Once you buy it, sure, you can do whatever you want with your copy. However, it would be illegal for you to open the newspaper stand, remove the ads (or other content), and then put them back in (or, for that matter, to keep several for the price of one).

This was originally brought to my attention a few years ago, when "King of the Hill" did something similar (Hank was upset about something in the paper so he went to every stand and removed it). I suddenly can't find the article I'm looking for, but I'm positive that I didn't dream it! LOL

(There are actually a lot of laws in favor of newspapers that should apply to other media, but doesn't. I'll elaborate if anyone's interested.)

Even so, this "crime" doesn't really hurt the newspaper. When they sell ads, they still say that they circulated X number of copies, regardless of whether those copies had ads. And, of course, they get the $0.50 per copy that you presumably paid originally.

When it comes to ad blockers, though, I am paying for the content, server, and bandwidth for someone to view my site for free.
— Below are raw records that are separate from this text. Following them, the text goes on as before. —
//! Document loaders: source file -> [`ParsedDocument`].

use std::collections::HashMap;
use std::future::Future;
use std::path::Path;
use std::pin::Pin;

use serde_json::json;

use crate::types::ParsedDocument;

/// Default maximum file size: 50 MiB.
pub const DEFAULT_MAX_FILE_SIZE: u64 = 50 * 1024 * 1024;

#[derive(Debug, thiserror::Error)]
pub enum DocumentError {
    #[error("IO error: {0}")]
    Io(#[from] std::io::Error),

    #[error("unsupported format: {0}")]
    UnsupportedFormat(String),

    #[error("file too large: {0} bytes")]
    FileTooLarge(u64),

    #[cfg(feature = "pdf")]
    #[error("PDF error: {0}")]
    Pdf(String),
}

pub trait DocumentLoader: Send + Sync {
    fn load(
        &self,
        path: &Path,
    ) -> Pin<Box<dyn Future<Output = Result<ParsedDocument, DocumentError>> + Send + '_>>;

    fn supported_extensions(&self) -> &[&str];
}

/// Pick a loader for a path by extension.
///
/// # Errors
///
/// Returns [`DocumentError::UnsupportedFormat`] for extensions no loader
/// claims (including `pdf` when the `pdf` feature is disabled).
pub fn loader_for(path: &Path) -> Result<Box<dyn DocumentLoader>, DocumentError> {
    let ext = path
        .extension()
        .and_then(|e| e.to_str())
        .unwrap_or("")
        .to_ascii_lowercase();
    match ext.as_str() {
        "txt" | "md" | "markdown" => Ok(Box::new(TextLoader::default())),
        #[cfg(feature = "pdf")]
        "pdf" => Ok(Box::new(PdfLoader::default())),
        other => Err(DocumentError::UnsupportedFormat(other.to_owned())),
    }
}

pub struct TextLoader {
    pub max_file_size: u64,
}

impl Default for TextLoader {
    fn default() -> Self {
        Self {
            max_file_size: DEFAULT_MAX_FILE_SIZE,
        }
    }
}

impl DocumentLoader for TextLoader {
    fn load(
        &self,
        path: &Path,
    ) -> Pin<Box<dyn Future<Output = Result<ParsedDocument, DocumentError>> + Send + '_>> {
        let path = path.to_path_buf();
        let max_size = self.max_file_size;
        Box::pin(async move {
            let path = std::fs::canonicalize(&path)?;

            let meta = tokio::fs::metadata(&path).await?;
            if meta.len() > max_size {
                return Err(DocumentError::FileTooLarge(meta.len()));
            }

            let ext = path.extension().and_then(|e| e.to_str()).unwrap_or("");
            let content_type = match ext {
                "md" | "markdown" => "text/markdown",
                _ => "text/plain",
            };

            let text = tokio::fs::read_to_string(&path).await?;

            let metadata = HashMap::from([
                ("source".to_owned(), json!(path.display().to_string())),
                ("content_type".to_owned(), json!(content_type)),
                ("file_size".to_owned(), json!(meta.len())),
            ]);

            Ok(ParsedDocument { text, metadata })
        })
    }

    fn supported_extensions(&self) -> &[&str] {
        &["txt", "md", "markdown"]
    }
}

#[cfg(feature = "pdf")]
pub struct PdfLoader {
    pub max_file_size: u64,
}

#[cfg(feature = "pdf")]
impl Default for PdfLoader {
    fn default() -> Self {
        Self {
            max_file_size: DEFAULT_MAX_FILE_SIZE,
        }
    }
}

#[cfg(feature = "pdf")]
impl DocumentLoader for PdfLoader {
    fn load(
        &self,
        path: &Path,
    ) -> Pin<Box<dyn Future<Output = Result<ParsedDocument, DocumentError>> + Send + '_>> {
        let path = path.to_path_buf();
        let max_size = self.max_file_size;
        Box::pin(async move {
            let path = std::fs::canonicalize(&path)?;

            let meta = tokio::fs::metadata(&path).await?;
            if meta.len() > max_size {
                return Err(DocumentError::FileTooLarge(meta.len()));
            }

            let source = path.display().to_string();
            let path_buf = path.clone();
            let text = tokio::task::spawn_blocking(move || {
                pdf_extract::extract_text(&path_buf).map_err(|e| DocumentError::Pdf(e.to_string()))
            })
            .await
            .map_err(|e| DocumentError::Io(std::io::Error::other(e)))??;

            // pdf-extract separates pages with form feeds.
            let page_count = text.matches('\u{c}').count().max(1);

            let metadata = HashMap::from([
                ("source".to_owned(), json!(source)),
                ("content_type".to_owned(), json!("application/pdf")),
                ("file_size".to_owned(), json!(meta.len())),
                ("page_count".to_owned(), json!(page_count)),
            ]);

            Ok(ParsedDocument { text, metadata })
        })
    }

    fn supported_extensions(&self) -> &[&str] {
        &["pdf"]
    }
}

#[cfg(test)]
mod tests {
    use super::*;

    #[tokio::test]
    async fn load_text_file() {
        let dir = tempfile::tempdir().unwrap();
        let file = dir.path().join("doc.txt");
        std::fs::write(&file, "hello world").unwrap();

        let doc = TextLoader::default().load(&file).await.unwrap();
        assert_eq!(doc.text, "hello world");
        assert_eq!(doc.metadata["content_type"], json!("text/plain"));
    }

    #[tokio::test]
    async fn load_markdown_file() {
        let dir = tempfile::tempdir().unwrap();
        let file = dir.path().join("readme.md");
        std::fs::write(&file, "# Title").unwrap();

        let doc = TextLoader::default().load(&file).await.unwrap();
        assert_eq!(doc.metadata["content_type"], json!("text/markdown"));
    }

    #[tokio::test]
    async fn load_nonexistent_file() {
        let result = TextLoader::default()
            .load(Path::new("/nonexistent/doc.txt"))
            .await;
        assert!(result.is_err());
    }

    #[tokio::test]
    async fn metadata_source_is_canonical() {
        let dir = tempfile::tempdir().unwrap();
        let file = dir.path().join("doc.txt");
        std::fs::write(&file, "data").unwrap();

        let doc = TextLoader::default().load(&file).await.unwrap();
        let canonical = std::fs::canonicalize(&file).unwrap();
        assert_eq!(doc.metadata["source"], json!(canonical.display().to_string()));
    }

    #[tokio::test]
    async fn file_too_large_rejected() {
        let dir = tempfile::tempdir().unwrap();
        let file = dir.path().join("big.txt");
        std::fs::write(&file, "x").unwrap();

        let loader = TextLoader { max_file_size: 0 };
        let result = loader.load(&file).await;
        assert!(matches!(result, Err(DocumentError::FileTooLarge(_))));
    }

    #[test]
    fn loader_for_text_extensions() {
        for name in ["a.txt", "b.md", "c.MARKDOWN"] {
            let loader = loader_for(Path::new(name)).unwrap();
            assert!(!loader.supported_extensions().is_empty());
        }
    }

    #[test]
    fn loader_for_unknown_extension() {
        let result = loader_for(Path::new("data.csv"));
        assert!(matches!(result, Err(DocumentError::UnsupportedFormat(e)) if e == "csv"));
    }

    #[cfg(not(feature = "pdf"))]
    #[test]
    fn pdf_unsupported_without_feature() {
        assert!(loader_for(Path::new("doc.pdf")).is_err());
    }
}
And unlike the newspaper, when they block the ads, they also block Analytics, which means that I don't get to sell ads based on the false ad views like newspapers can, which unfairly devalues my site.

(If they paid me $0.50 a day to read, like you do with the newspaper, then I wouldn't have a complaint. But they don't, and won't.)

So ad blockers physically cost me money. How this is different from pirating software or music, or defacing newspapers before they're purchased, etc, I don't understand.


Past experience suggests that it would be an utter waste of time to suggest that site owners should think about how human visitors will respond to their schemes, with particular reference to ways of overriding the user's clear preferences.


It's true that a lot of people with an ad blocker are doing so specifically because they don't want to see ads, so anything I can do is going to be fruitless.

But, you're forgetting a very important demographic: the people that really aren't computer literate, and installed an ad blocker to "fix" the symptom of a virus or spyware. Or, just as likely, they took their computer to a friend (or local shop) for repair, and they installed an ad blocker for them without even saying anything.

This is a fairly common scenario that I see all the time. Someone posts on our site that they're getting a lot of pop-up ads. Someone else replies and tells them to install an ad blocker... problem solved. They're not intentionally blocking our ads, and would likely prefer to be kept up to date with new products, movies, etc; they just wanted the spyware to stop giving them pop-ups all the time.


Check out how DuckDuckGo does it. They put a nice message up asking the user to make an exception for their ad.


That's really more in line with what I'm hoping to do, too. I had considered just blocking people with ad blockers altogether, but then for the reason I explained above (those that use it as a Band-aid), it's not really fair.